Assignment
Output only the stretch of the listing that starts at the line containing "let balance_service = match" and ends at the line containing "None => match &settings.history.path", reproduced exactly with both ends.

[Opening Source data section]

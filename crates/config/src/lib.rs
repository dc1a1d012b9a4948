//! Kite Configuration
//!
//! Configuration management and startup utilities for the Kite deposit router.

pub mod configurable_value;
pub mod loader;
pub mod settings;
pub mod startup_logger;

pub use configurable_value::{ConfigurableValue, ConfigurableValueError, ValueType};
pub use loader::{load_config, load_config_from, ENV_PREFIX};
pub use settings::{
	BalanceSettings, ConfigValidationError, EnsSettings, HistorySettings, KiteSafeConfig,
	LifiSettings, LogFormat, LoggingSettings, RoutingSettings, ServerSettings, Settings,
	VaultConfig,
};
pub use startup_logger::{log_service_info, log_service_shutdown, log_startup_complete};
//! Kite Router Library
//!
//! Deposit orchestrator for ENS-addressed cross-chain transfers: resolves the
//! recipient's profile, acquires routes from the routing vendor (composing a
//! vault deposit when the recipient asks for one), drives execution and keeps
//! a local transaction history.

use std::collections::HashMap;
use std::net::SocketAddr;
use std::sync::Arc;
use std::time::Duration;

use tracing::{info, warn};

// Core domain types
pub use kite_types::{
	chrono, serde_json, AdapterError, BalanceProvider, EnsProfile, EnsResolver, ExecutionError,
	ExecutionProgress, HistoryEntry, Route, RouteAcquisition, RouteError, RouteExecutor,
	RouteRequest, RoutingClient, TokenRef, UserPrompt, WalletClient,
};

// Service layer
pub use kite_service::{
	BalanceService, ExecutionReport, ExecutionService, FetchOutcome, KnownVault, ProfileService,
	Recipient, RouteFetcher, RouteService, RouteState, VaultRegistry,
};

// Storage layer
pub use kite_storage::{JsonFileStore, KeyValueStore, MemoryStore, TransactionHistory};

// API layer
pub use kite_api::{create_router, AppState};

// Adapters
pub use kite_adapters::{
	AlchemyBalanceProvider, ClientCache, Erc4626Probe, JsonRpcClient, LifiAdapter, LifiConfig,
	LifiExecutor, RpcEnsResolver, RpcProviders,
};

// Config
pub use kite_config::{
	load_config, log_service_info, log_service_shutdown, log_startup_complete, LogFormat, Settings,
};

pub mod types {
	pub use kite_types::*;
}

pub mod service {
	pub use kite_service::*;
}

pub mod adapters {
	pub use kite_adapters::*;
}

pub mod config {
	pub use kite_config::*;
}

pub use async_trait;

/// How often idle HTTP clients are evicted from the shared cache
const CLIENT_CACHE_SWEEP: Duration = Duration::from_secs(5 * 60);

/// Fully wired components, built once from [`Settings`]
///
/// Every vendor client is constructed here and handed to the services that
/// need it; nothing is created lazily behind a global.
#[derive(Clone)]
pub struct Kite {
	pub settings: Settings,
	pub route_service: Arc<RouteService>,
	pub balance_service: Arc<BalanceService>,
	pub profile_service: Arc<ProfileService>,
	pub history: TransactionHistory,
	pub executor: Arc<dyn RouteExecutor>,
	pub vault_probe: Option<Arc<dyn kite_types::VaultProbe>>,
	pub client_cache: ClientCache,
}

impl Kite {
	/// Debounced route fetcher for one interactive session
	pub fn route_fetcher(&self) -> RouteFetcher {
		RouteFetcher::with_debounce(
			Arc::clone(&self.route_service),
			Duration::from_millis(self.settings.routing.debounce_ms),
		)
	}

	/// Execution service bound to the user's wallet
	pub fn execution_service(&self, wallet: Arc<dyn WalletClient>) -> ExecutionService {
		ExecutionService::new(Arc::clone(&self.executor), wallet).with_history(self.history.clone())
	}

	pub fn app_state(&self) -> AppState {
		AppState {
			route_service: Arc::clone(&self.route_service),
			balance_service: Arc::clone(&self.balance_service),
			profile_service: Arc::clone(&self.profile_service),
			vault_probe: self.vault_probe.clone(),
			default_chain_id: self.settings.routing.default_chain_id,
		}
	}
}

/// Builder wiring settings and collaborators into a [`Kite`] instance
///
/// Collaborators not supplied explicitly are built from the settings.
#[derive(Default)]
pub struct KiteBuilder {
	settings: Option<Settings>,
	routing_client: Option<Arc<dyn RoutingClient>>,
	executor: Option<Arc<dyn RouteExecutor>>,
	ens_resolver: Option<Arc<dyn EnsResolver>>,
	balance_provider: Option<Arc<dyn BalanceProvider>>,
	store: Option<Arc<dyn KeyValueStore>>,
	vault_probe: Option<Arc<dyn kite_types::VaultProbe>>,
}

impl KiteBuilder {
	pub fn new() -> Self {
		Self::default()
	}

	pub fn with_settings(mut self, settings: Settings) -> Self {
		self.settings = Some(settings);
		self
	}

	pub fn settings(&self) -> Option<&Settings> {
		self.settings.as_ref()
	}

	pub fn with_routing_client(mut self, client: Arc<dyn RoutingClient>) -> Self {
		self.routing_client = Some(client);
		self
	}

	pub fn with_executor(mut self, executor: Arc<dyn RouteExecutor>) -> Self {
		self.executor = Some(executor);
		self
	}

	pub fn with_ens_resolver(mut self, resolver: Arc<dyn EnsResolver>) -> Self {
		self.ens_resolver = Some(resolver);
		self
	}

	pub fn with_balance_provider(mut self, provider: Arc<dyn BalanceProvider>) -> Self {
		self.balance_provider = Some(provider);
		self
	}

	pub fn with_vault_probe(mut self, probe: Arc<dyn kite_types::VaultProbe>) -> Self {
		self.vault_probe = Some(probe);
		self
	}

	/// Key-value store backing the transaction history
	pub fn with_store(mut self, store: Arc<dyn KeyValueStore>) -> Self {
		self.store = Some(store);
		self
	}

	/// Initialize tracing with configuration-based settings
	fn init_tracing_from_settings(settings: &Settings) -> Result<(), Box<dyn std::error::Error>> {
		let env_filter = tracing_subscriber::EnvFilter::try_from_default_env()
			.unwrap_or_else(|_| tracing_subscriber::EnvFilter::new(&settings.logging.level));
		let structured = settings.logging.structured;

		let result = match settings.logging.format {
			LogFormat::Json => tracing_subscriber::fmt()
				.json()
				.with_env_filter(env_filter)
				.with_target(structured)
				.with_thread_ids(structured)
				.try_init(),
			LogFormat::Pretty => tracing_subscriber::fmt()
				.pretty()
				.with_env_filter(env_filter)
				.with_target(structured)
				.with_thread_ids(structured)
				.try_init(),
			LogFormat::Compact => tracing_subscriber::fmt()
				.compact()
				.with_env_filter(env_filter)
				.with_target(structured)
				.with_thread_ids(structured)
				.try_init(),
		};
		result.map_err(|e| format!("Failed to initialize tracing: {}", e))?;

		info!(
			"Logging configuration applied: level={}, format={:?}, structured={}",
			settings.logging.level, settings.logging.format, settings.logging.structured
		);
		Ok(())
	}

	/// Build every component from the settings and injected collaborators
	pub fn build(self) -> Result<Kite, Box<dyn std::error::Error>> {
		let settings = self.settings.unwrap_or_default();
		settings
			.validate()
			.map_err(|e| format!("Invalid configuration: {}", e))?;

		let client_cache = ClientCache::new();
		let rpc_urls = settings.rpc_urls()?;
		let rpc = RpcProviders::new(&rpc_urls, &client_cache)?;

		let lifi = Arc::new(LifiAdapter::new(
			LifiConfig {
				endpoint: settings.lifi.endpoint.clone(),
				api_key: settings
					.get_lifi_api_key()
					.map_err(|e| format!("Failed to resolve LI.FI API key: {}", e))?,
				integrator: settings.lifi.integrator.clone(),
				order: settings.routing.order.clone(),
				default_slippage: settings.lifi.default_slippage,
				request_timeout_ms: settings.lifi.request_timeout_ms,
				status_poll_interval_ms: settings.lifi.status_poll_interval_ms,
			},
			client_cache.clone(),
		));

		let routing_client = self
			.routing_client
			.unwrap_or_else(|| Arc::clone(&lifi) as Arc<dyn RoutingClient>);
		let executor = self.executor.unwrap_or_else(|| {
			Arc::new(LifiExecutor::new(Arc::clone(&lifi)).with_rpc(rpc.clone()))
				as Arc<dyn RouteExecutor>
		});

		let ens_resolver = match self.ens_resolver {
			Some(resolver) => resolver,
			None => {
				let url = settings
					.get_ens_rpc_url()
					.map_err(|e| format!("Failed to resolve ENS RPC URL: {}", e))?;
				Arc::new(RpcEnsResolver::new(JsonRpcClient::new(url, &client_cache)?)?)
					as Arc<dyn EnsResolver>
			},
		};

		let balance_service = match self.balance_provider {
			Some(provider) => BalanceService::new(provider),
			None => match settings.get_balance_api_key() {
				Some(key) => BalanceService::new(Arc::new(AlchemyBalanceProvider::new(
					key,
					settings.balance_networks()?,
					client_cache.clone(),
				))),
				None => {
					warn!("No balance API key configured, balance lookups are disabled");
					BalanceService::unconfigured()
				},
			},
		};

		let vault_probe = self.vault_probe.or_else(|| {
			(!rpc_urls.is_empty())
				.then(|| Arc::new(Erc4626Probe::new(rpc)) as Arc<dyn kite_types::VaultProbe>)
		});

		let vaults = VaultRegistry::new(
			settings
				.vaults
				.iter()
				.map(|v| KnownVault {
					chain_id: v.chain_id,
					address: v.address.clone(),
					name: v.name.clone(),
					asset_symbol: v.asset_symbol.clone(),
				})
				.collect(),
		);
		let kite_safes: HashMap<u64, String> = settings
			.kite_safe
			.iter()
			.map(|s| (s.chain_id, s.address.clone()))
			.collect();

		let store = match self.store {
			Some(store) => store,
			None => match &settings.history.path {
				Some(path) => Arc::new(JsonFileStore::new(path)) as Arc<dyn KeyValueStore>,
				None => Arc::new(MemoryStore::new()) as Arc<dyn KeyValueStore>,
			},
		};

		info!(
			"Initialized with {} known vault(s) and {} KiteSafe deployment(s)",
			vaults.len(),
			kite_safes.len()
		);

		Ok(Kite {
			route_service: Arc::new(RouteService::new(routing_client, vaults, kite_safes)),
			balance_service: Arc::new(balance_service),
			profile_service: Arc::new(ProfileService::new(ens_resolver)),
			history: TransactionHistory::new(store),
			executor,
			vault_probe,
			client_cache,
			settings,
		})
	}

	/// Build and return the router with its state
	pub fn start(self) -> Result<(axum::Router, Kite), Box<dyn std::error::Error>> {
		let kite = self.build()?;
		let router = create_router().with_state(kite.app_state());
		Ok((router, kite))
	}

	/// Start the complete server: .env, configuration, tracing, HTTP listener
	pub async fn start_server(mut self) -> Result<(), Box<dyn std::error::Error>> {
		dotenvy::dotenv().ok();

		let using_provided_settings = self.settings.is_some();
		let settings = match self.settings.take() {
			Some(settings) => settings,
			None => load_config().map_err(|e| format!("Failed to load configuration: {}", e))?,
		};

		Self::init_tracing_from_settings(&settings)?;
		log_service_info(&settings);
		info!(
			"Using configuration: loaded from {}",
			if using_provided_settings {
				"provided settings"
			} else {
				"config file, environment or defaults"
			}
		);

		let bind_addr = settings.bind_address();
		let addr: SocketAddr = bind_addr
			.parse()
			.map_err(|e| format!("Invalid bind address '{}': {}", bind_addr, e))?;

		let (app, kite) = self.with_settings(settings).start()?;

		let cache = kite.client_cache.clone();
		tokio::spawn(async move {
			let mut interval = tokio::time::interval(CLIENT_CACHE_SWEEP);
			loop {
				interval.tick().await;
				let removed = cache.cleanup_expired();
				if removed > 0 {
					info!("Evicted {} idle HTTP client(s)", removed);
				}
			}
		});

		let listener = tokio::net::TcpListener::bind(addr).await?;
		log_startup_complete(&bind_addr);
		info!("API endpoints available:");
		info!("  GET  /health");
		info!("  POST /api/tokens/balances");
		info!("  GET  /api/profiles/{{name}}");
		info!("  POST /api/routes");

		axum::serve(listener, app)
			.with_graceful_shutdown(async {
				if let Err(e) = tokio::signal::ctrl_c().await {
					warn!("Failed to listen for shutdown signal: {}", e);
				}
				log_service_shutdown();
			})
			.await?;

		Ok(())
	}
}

[Closing Source data section]

Written answer
		let balance_service = match self.balance_provider {
			Some(provider) => BalanceService::new(provider),
			None => match settings.get_balance_api_key() {
				Some(key) => BalanceService::new(Arc::new(AlchemyBalanceProvider::new(
					key,
					settings.balance_networks()?,
					client_cache.clone(),
				))),
				None => {
					warn!("No balance API key configured, balance lookups are disabled");
					BalanceService::unconfigured()
				},
			},
		};

		let vault_probe = self.vault_probe.or_else(|| {
			(!rpc_urls.is_empty())
				.then(|| Arc::new(Erc4626Probe::new(rpc)) as Arc<dyn kite_types::VaultProbe>)
		});

		let vaults = VaultRegistry::new(
			settings
				.vaults
				.iter()
				.map(|v| KnownVault {
					chain_id: v.chain_id,
					address: v.address.clone(),
					name: v.name.clone(),
					asset_symbol: v.asset_symbol.clone(),
				})
				.collect(),
		);
		let kite_safes: HashMap<u64, String> = settings
			.kite_safe
			.iter()
			.map(|s| (s.chain_id, s.address.clone()))
			.collect();

		let store = match self.store {
			Some(store) => store,
			None => match &settings.history.path {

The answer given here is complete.